Toxins in fish feed underscore need for vigilance – UN agency

Fish farming
Warning of the dangers of toxins in fish feed, and calling for greater vigilance to protect aquaculture, the United Nations Food and Agriculture Organization (FAO) opened a conference on the issue today in China.

Warning of the dangers of toxins in fish feed, and calling for greater vigilance to protect aquaculture, the United Nations Food and Agriculture Organization (FAO) opened a conference on the issue today in China.

The agency cited recent incidents, including when feed used on some United States fish farms contained the toxin melamine.

“The convoluted way in which it ended up being fed to fish destined for human consumption underscores the difficulties involved in ensuring product safety in today’s era of transnational fish production, processing and distribution networks: feed made with tainted wheat gluten produced in China was exported by a U.S. firm and sold to at least two Canadian suppliers, which in turn exported it to fish farms in the United States,” FAO said in a news release.

More recently, several US states banned certain catfish imports from overseas after tests on frozen fillets showed that some contained blacklisted antibiotics, the agency noted.

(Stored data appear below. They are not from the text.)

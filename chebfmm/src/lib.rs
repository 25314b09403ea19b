//! # Chebyshev and kernel machinery for fast multipole methods (ChebFMM)
//!
//! Building blocks for FMM style solvers that precompute their interaction
//! operators on tensor product Chebyshev grids. The crate provides:
//!
//! * A family of analytic kernels (Laplace, Stokes, Biot-Savart, Helmholtz)
//!   behind a common evaluation trait, together with a string keyed registry
//!   for selecting them at runtime.
//! * Chebyshev polynomial evaluation, interpolation nodes and quadrature
//!   rules, and the singular integration operator that integrates a kernel
//!   against every tensor product basis function over a box.
//! * A cache for precomputed translation and interpolation operator matrices
//!   keyed by operator class, octree level and interaction index, with an
//!   optional scale invariant storage mode.
//!
//! With the `python` feature enabled the crate also builds as a Python
//! extension module exposing the Chebyshev utilities and the operator cache
//! over numpy arrays.
#![cfg_attr(feature = "strict", deny(warnings))]
#![warn(missing_docs)]

pub mod cheb;
pub mod kernel;
pub mod precomp;
#[cfg(feature = "python")]
pub mod python;
pub mod traits;

// Public API
#[doc(inline)]
pub use cheb::integ::integ;
#[doc(inline)]
pub use cheb::polynomial::cheb_poly;
#[doc(inline)]
pub use kernel::registry::kernel_from_desc;
#[doc(inline)]
pub use kernel::registry::KernelKind;
#[doc(inline)]
pub use precomp::PrecompMat;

These incidents illustrate the importance of ensuring product safety in fish farming – the most rapidly growing food production sector for over a decade now – according to Lahsen Ababouch, a fish product safety expert with FAO. Aquaculture today supplies some 44 per cent of all fish consumed worldwide.

“Today’s global chain of fish production and supply is extremely complicated,” said Mr. Ababouch. “With nearly half of all fish eaten today coming from farms, and some 12 million people dependent on fish farming for their daily income, ensuring that farmed fish products are safe to eat and of the highest possible quality is crucial.”

Ensuring safety and quality over the entire length of the fish supply chain is one of the main issues to be discussed this week at a three-day aquaculture trade conference in China organized by FAO and the Chinese Ministry of Agriculture that opened today.